Why? When? Who? What??

Well, long story short, there was a big sales restructure here and with it came the opportunity to take voluntary redundancy and I grabbed it with both hands. It was just too good a chance to pass up. I have a very long list of things I want to do and now is the time to do them. Like what? Well, the Bestseller Experiment podcast for a start. We’ve had a tricky second year to say of the least, but leaving Orion will afford me the time to do all the things we’ve been wanting to do in the last year, including REDACTED REDACTED REDACTED on a big stick with a sponge on the end.

Orion is an incredible publisher with a genuinely passionate team and some of the best authors in the world (that’s not hyperbole, that’s just bloody true and I can prove it with two felt tip pens and a whiteboard). I have made some incredible memories that will stay with me for a lifetime and I’ve met many of my personal heroes. It would be terribly bad form to drop names, but as Michael Palin said to me once, “Show me those photos of you with Keith Richards, Nick Mason, Richard Wright and David Gilmour.” To which I replied, “Sorry Mikey baby, I’ve loaned them to Christopher Lee, and Judi Dench wants them after that…”

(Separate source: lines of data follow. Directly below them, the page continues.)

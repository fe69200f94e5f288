//! Per-repository reconciliation: the fixed step sequence and its failure units.
//!
//! ```text
//! 1. ensure pipeline file   exists? -> update : create   ("Update <path>" / "Add <path>")
//! 2. ensure README          render template, same create-or-update policy
//! 3. list variables         failure skips 4 and 5
//! 4. update each variable   file: value + ":" + id    plain: cluster name
//! 5. create declared        keys from config absent in the listing
//! ```
//!
//! Every host call is raced against the shared [`Shutdown`]; once it trips,
//! the repository records a `cancelled` failure for the step that could not
//! run and stops.

use std::collections::HashSet;
use std::future::Future;
use std::sync::Arc;

use tracing::{debug, warn};

use baseliner_core::config::{Baseline, FileVariablePolicy, RetryPolicy};
use baseliner_core::host::{FileCommit, RepositoryHost};
use baseliner_core::types::{
    Operation, ProjectDescriptor, ProjectId, ReconciliationOutcome, StepFailure, VariableKind,
    VariableRecord,
};
use baseliner_core::Settings;
use baseliner_renderer::{BaselineRenderer, ReadmeContext, RenderError};

use crate::error::StepError;
use crate::shutdown::Shutdown;

// ---------------------------------------------------------------------------
// Plan
// ---------------------------------------------------------------------------

/// Everything a worker needs to reconcile one repository. Holds no secrets.
#[derive(Debug)]
pub struct BaselinePlan {
    baseline: Baseline,
    renderer: BaselineRenderer,
    namespace: String,
    cluster_name: String,
    product_line: String,
    retry: RetryPolicy,
}

impl BaselinePlan {
    /// Parses templates up front, so a broken README template fails the run
    /// before credentials are requested.
    pub fn new(settings: &Settings) -> Result<Self, RenderError> {
        Ok(Self {
            renderer: BaselineRenderer::new(&settings.baseline)?,
            baseline: settings.baseline.clone(),
            namespace: settings.namespace.clone(),
            cluster_name: settings.cluster_name.clone(),
            product_line: settings.product_line.to_string(),
            retry: settings.retry,
        })
    }

    pub fn baseline(&self) -> &Baseline {
        &self.baseline
    }

    pub fn cluster_name(&self) -> &str {
        &self.cluster_name
    }

    pub fn readme_for(&self, project: &ProjectDescriptor) -> Result<String, RenderError> {
        let ctx = ReadmeContext::new(
            project,
            &self.namespace,
            &self.cluster_name,
            &self.product_line,
        );
        self.renderer.render_readme(&ctx)
    }

    pub fn pipeline(&self) -> &str {
        self.renderer.pipeline()
    }
}

/// New value for an existing variable, or `None` when no write is needed.
///
/// File variables compose (`existing:id`); plain variables are replaced by the
/// cluster name. Under [`FileVariablePolicy::AppendOnce`] a file variable that
/// already ends in `:id` is left alone.
pub fn next_variable_value(
    record: &VariableRecord,
    project: &ProjectId,
    cluster_name: &str,
    policy: FileVariablePolicy,
) -> Option<String> {
    match record.kind {
        VariableKind::File => {
            let suffix = format!(":{project}");
            if policy == FileVariablePolicy::AppendOnce && record.value.ends_with(&suffix) {
                return None;
            }
            Some(format!("{}{suffix}", record.value))
        }
        VariableKind::Plain => Some(cluster_name.to_string()),
    }
}

// ---------------------------------------------------------------------------
// Reconciler
// ---------------------------------------------------------------------------

/// Applies a [`BaselinePlan`] to repositories through a [`RepositoryHost`].
pub struct Reconciler {
    host: Arc<dyn RepositoryHost>,
    plan: Arc<BaselinePlan>,
    shutdown: Shutdown,
}

/// Whether to continue with the next step.
enum Flow {
    Continue,
    Stop,
}

impl Reconciler {
    pub fn new(host: Arc<dyn RepositoryHost>, plan: Arc<BaselinePlan>, shutdown: Shutdown) -> Self {
        Self {
            host,
            plan,
            shutdown,
        }
    }

    /// Run every step for `project`. Always returns exactly one outcome.
    pub async fn reconcile(&self, project: &ProjectDescriptor) -> ReconciliationOutcome {
        let mut outcome = ReconciliationOutcome::new(project.clone());

        let pipeline_path = &self.plan.baseline.pipeline_path;
        let result = self.ensure_file(project, pipeline_path, self.plan.pipeline()).await;
        if let Flow::Stop = self.record(&mut outcome, Operation::EnsurePipelineFile, result) {
            return outcome;
        }

        let result = match self.plan.readme_for(project) {
            Ok(readme) => {
                self.ensure_file(project, &self.plan.baseline.readme_path, &readme)
                    .await
            }
            Err(e) => Err(e.into()),
        };
        if let Flow::Stop = self.record(&mut outcome, Operation::EnsureReadme, result) {
            return outcome;
        }

        let listing = self
            .guarded(async { Ok::<_, StepError>(self.host.list_variables(&project.id).await?) })
            .await;
        let variables = match listing {
            Ok(vars) => vars,
            Err(e) => {
                self.record(&mut outcome, Operation::ListVariables, Err(e));
                return outcome;
            }
        };

        for var in &variables {
            let Some(value) = next_variable_value(
                var,
                &project.id,
                &self.plan.cluster_name,
                self.plan.baseline.file_variable_policy,
            ) else {
                debug!(project = %project.name, key = %var.key, "variable already current");
                continue;
            };
            let result = self
                .guarded(async {
                    Ok::<_, StepError>(self
                        .host
                        .update_variable(&project.id, &var.key, &value)
                        .await?)
                })
                .await;
            let op = Operation::UpdateVariable {
                key: var.key.clone(),
            };
            if let Flow::Stop = self.record(&mut outcome, op, result) {
                return outcome;
            }
        }

        let existing: HashSet<&str> = variables.iter().map(|v| v.key.as_str()).collect();
        for declared in &self.plan.baseline.variables {
            if existing.contains(declared.key.as_str()) {
                continue;
            }
            let result = self
                .guarded(async {
                    Ok::<_, StepError>(self
                        .host
                        .create_variable(&project.id, &declared.key, &declared.value)
                        .await?)
                })
                .await;
            let op = Operation::CreateVariable {
                key: declared.key.clone(),
            };
            if let Flow::Stop = self.record(&mut outcome, op, result) {
                return outcome;
            }
        }

        outcome
    }

    /// Existence check, then create or update; only the write is retried.
    async fn ensure_file(
        &self,
        project: &ProjectDescriptor,
        path: &str,
        content: &str,
    ) -> Result<(), StepError> {
        let branch = &self.plan.baseline.branch;
        let exists = self
            .guarded(async { Ok::<_, StepError>(self.host.file_exists(&project.id, path, branch).await?) })
            .await?;

        let verb = if exists { "Update" } else { "Add" };
        let commit = FileCommit {
            path: path.to_string(),
            branch: branch.clone(),
            content: content.to_string(),
            message: format!("{verb} {path}"),
        };

        let retry = self.plan.retry;
        let mut attempt = 1;
        loop {
            let result = self
                .guarded(async {
                    if exists {
                        self.host.update_file(&project.id, &commit).await?;
                    } else {
                        self.host.create_file(&project.id, &commit).await?;
                    }
                    Ok::<(), StepError>(())
                })
                .await;
            match result {
                Err(StepError::Host(err)) if attempt < retry.attempts => {
                    let delay = retry.delay_for(attempt);
                    warn!(
                        project = %project.name,
                        path,
                        attempt,
                        delay_ms = delay.as_millis() as u64,
                        error = %err,
                        "file write failed, retrying"
                    );
                    self.guarded(async {
                        tokio::time::sleep(delay).await;
                        Ok::<(), StepError>(())
                    })
                    .await?;
                    attempt += 1;
                }
                other => {
                    if other.is_ok() {
                        debug!(project = %project.name, path, verb, "file ensured");
                    }
                    return other;
                }
            }
        }
    }

    /// Races `call` against cancellation; a tripped handle wins ties.
    async fn guarded<T>(
        &self,
        call: impl Future<Output = Result<T, StepError>>,
    ) -> Result<T, StepError> {
        if self.shutdown.is_cancelled() {
            return Err(StepError::Cancelled);
        }
        tokio::select! {
            biased;
            _ = self.shutdown.cancelled() => Err(StepError::Cancelled),
            result = call => result,
        }
    }

    fn record(
        &self,
        outcome: &mut ReconciliationOutcome,
        operation: Operation,
        result: Result<(), StepError>,
    ) -> Flow {
        match result {
            Ok(()) => Flow::Continue,
            Err(StepError::Cancelled) => {
                debug!(project = %outcome.project.name, %operation, "step cancelled");
                outcome.failures.push(StepFailure::cancelled(operation));
                Flow::Stop
            }
            Err(err) => {
                warn!(project = %outcome.project.name, %operation, error = %err, "step failed");
                outcome.failures.push(StepFailure::new(operation, err));
                Flow::Continue
            }
        }
    }
}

When you have a 9-5 day job you see more of your colleagues than your own family some weeks, and I’ve been fortunate to be working in what is simply the best sales department in publishing. I don’t want to start reeling off names because I would inevitably forget someone, but special mention must go to Jo Carpenter, Dallas Manderson and Ian Diment. Ian was my line manager at Orion and the sweetest man you could meet, with a passion for music and books and a unique dancing groove that was the sensation of many a sales conference. His passing in 2010 devastated us all, but also brought us together in grief. We will never forget him.

Dallas is a one-off. A gentleman of publishing whose negotiating technique is to to deploy Wodehousian courtesy combined with an astonishing attention to detail. I never wanted to disappoint Dallas. Not because I feared his wrath, but because I knew he cared and worked harder than all of us combined to ensure that our authors got the best sales possible. Publishing hasn’t been the same since he retired.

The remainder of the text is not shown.